Linking integrity of visual pathways trajectories to visual behavior deficit in very preterm infants

Infant Behav Dev. 2022 May:67:101697. doi: 10.1016/j.infbeh.2022.101697. Epub 2022 Feb 3.

Abstract

Low-risk premature infants often develop visual deficits, even in the absence of ophthalmological complications and high-graded brain injury. These complications can be explained by the nature of subtle perinatal lesions and alterations of brain growth due to the prematurity. Subtle brain injuries and vulnerability of axonal pathways can be observed in spatiotemporal context of the white matter segments.
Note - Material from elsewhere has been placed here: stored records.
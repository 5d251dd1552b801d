//! Touch targets and hit testing.
//!
//! Hit testing walks the instance tree from the root, pruning with cached
//! bounding boxes and visiting children topmost-first. Text blocks expose
//! their fragments as extra targets interleaved with attachment children.

use crate::{
    core::{
        id::{InstanceId, Tag},
        instance::Instance,
        tree::InstanceTree,
    },
    geom::{Matrix4, Point, Rect},
    widgets::text::{FragmentSlot, TextFragmentTarget},
};

/// Something a pointer can land on.
pub trait TouchTarget {
    /// Tag events are addressed to.
    fn tag(&self) -> Tag;

    /// Is `p`, in local coordinates, inside the hit area?
    fn contains_point(&self, p: Point) -> bool;

    /// Local bounds of this target and everything under it.
    fn bounding_box(&self) -> Rect;

    /// Is `p` inside the bounding box? Used to prune whole subtrees.
    fn contains_point_in_bounding_box(&self, p: Point) -> bool {
        self.bounding_box().contains_point(p)
    }

    /// Can this target itself receive touches?
    fn can_handle_touch(&self) -> bool;

    /// Can targets under this one receive touches?
    fn can_children_handle_touch(&self) -> bool;

    /// Transform applied around the frame centre.
    fn transform(&self) -> Matrix4;

    /// Are children clipped to the hit area?
    fn is_clipping_content(&self) -> bool;

    /// Frame in the parent's content coordinates.
    fn frame(&self) -> Rect;
}

/// A borrowed view of one arena node.
#[derive(Debug, Clone, Copy)]
pub struct InstanceTarget<'a> {
    /// Owning tree, for bounding box computation.
    tree: &'a InstanceTree,
    /// Node id.
    id: InstanceId,
    /// The node.
    inst: &'a Instance,
}

impl<'a> InstanceTarget<'a> {
    /// View `id`, if it exists.
    pub fn new(tree: &'a InstanceTree, id: InstanceId) -> Option<Self> {
        let inst = tree.instance(id)?;
        Some(Self { tree, id, inst })
    }

    /// Node id.
    pub fn id(&self) -> InstanceId {
        self.id
    }
}

impl TouchTarget for InstanceTarget<'_> {
    fn tag(&self) -> Tag {
        self.inst.tag()
    }

    fn contains_point(&self, p: Point) -> bool {
        self.inst.contains_point(p)
    }

    fn bounding_box(&self) -> Rect {
        self.tree
            .bounding_box(self.id)
            .unwrap_or_else(|| self.inst.hit_rect())
    }

    fn can_handle_touch(&self) -> bool {
        self.inst.can_handle_touch()
    }

    fn can_children_handle_touch(&self) -> bool {
        self.inst.can_children_handle_touch()
    }

    fn transform(&self) -> Matrix4 {
        *self.inst.transform()
    }

    fn is_clipping_content(&self) -> bool {
        self.inst.is_clipping_content()
    }

    fn frame(&self) -> Rect {
        self.inst.layout().frame
    }
}

/// Names a touch target.
#[derive(Debug, Clone, Copy, PartialEq, Eq, Hash)]
pub enum TargetRef {
    /// An arena node.
    Instance(InstanceId),
    /// A fragment of a text block.
    Fragment {
        /// The text block.
        owner: InstanceId,
        /// Fragment tag.
        tag: Tag,
    },
}

impl TargetRef {
    /// The arena node that owns this target.
    pub fn owner(&self) -> InstanceId {
        match self {
            Self::Instance(id) | Self::Fragment { owner: id, .. } => *id,
        }
    }
}

/// A resolved touch target.
#[derive(Debug)]
pub enum Target<'a> {
    /// An arena node.
    Instance(InstanceTarget<'a>),
    /// A text fragment.
    Fragment(&'a TextFragmentTarget),
}

impl Target<'_> {
    /// The target as a trait object.
    pub fn as_dyn(&self) -> &dyn TouchTarget {
        match self {
            Self::Instance(t) => t,
            Self::Fragment(f) => *f,
        }
    }
}

/// The outcome of a hit test.
#[derive(Debug, Clone, PartialEq)]
pub struct HitTestResult {
    /// Deepest accepting target.
    pub target: TargetRef,
    /// Its tag.
    pub tag: Tag,
    /// The point in the target's local coordinates.
    pub local_point: Point,
    /// Targets from the root down to `target`.
    pub path: Vec<TargetRef>,
}

/// Resolve a target reference.
pub fn resolve(tree: &InstanceTree, r: TargetRef) -> Option<Target<'_>> {
    match r {
        TargetRef::Instance(id) => InstanceTarget::new(tree, id).map(Target::Instance),
        TargetRef::Fragment { owner, tag } => tree
            .instance(owner)?
            .text_engine()?
            .fragment(tag)
            .map(|f| Target::Fragment(f.as_ref())),
    }
}

/// Touch-target children of `r`, in declared order. Text blocks list their
/// fragments and attachment children in fragment order, followed by children
/// no fragment refers to.
pub fn touch_children(tree: &InstanceTree, r: TargetRef) -> Vec<TargetRef> {
    let TargetRef::Instance(id) = r else {
        return Vec::new();
    };
    let Some(inst) = tree.instance(id) else {
        return Vec::new();
    };
    let Some(engine) = inst.text_engine() else {
        return inst
            .children()
            .iter()
            .map(|c| TargetRef::Instance(*c))
            .collect();
    };
    let mut out = Vec::with_capacity(engine.slots().len() + inst.children().len());
    let mut referenced = Vec::new();
    for slot in engine.slots() {
        match slot {
            FragmentSlot::Text(tag) => out.push(TargetRef::Fragment {
                owner: id,
                tag: *tag,
            }),
            FragmentSlot::Attachment(tag) => match tree.id_of(*tag) {
                Some(child) if inst.children().contains(&child) => {
                    referenced.push(child);
                    out.push(TargetRef::Instance(child));
                }
                _ => tracing::debug!("{}: attachment {tag} is not a child", inst.tag()),
            },
        }
    }
    out.extend(
        inst.children()
            .iter()
            .filter(|c| !referenced.contains(c))
            .map(|c| TargetRef::Instance(*c)),
    );
    out
}

/// Map a point in the parent's local coordinates into the local coordinates
/// of a child with the given frame and transform. Returns `None` when the
/// transform cannot be inverted.
fn to_child_local(p: Point, content_offset: Point, frame: Rect, transform: &Matrix4) -> Option<Point> {
    let q = p + content_offset;
    let q = if transform.is_identity() {
        q
    } else {
        transform
            .inverse_affine()
            .ok()?
            .transform_point_around(q, frame.center())
    };
    Some(q - frame.origin)
}

/// Find the deepest target under `p`, a point in the root's local
/// coordinates.
pub fn hit_test(tree: &InstanceTree, p: Point) -> Option<HitTestResult> {
    let root = tree.root()?;
    let mut path = Vec::new();
    let (target, local_point) = visit(tree, TargetRef::Instance(root), p, &mut path)?;
    let tag = resolve(tree, target)?.as_dyn().tag();
    Some(HitTestResult {
        target,
        tag,
        local_point,
        path,
    })
}

/// Recursive step of [`hit_test`].
fn visit(
    tree: &InstanceTree,
    r: TargetRef,
    p: Point,
    path: &mut Vec<TargetRef>,
) -> Option<(TargetRef, Point)> {
    let resolved = resolve(tree, r)?;
    let target = resolved.as_dyn();
    if !target.contains_point_in_bounding_box(p) {
        return None;
    }
    path.push(r);
    let descend = target.can_children_handle_touch()
        && (!target.is_clipping_content() || target.contains_point(p));
    if descend {
        let offset = tree
            .instance(r.owner())
            .filter(|_| matches!(r, TargetRef::Instance(_)))
            .map_or(Point::zero(), Instance::scroll_offset);
        for child in touch_children(tree, r).into_iter().rev() {
            let Some(c) = resolve(tree, child) else {
                continue;
            };
            let c = c.as_dyn();
            let Some(local) = to_child_local(p, offset, c.frame(), &c.transform()) else {
                tracing::debug!("{}: singular transform, skipped", c.tag());
                continue;
            };
            if let Some(hit) = visit(tree, child, local, path) {
                return Some(hit);
            }
        }
    }
    if target.can_handle_touch() && target.contains_point(p) {
        return Some((r, p));
    }
    path.pop();
    None
}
The aim of this study was to examine the link between MRI quantitative (brain metrics data) and qualitative features (visibility of 2nd white matter segment - sagittal strata and periventricular crossroads C1-C6) and visual behavior in preterm neonates at term-equivalent age. Seventy-one very preterm infants without high-graded brain injury on MRI and no ocular pathologies were studies. The infants received MRI scans at term-equivalent age. MRI scans were analyzed using (a) simple brain metrics and (b) scoring the visibility of transient structural patterns (sagittal strata and periventricular crossroads). At the median age of 41+5 PMA weeks infants completed the Neonatal Visual Assessment. Results indicated that visibility of temporal crossroad area C6 and frontal and occipital sagittal strata was positively correlated with visual tracking skills in neonatal period. Furthermore, the visibility of frontal and occipital sagittal strata were strong predictors of total Neonatal Visual Assessment score. The findings confirmed that sagittal strata and periventricular crossroads prominence is a valuable additional marker in perinatal neuroimaging at term-equivalent age. Thus, alteration in MRI appearance of temporal crossroad and sagittal strata may be useful in predicting of visual behavior for very premature born infants.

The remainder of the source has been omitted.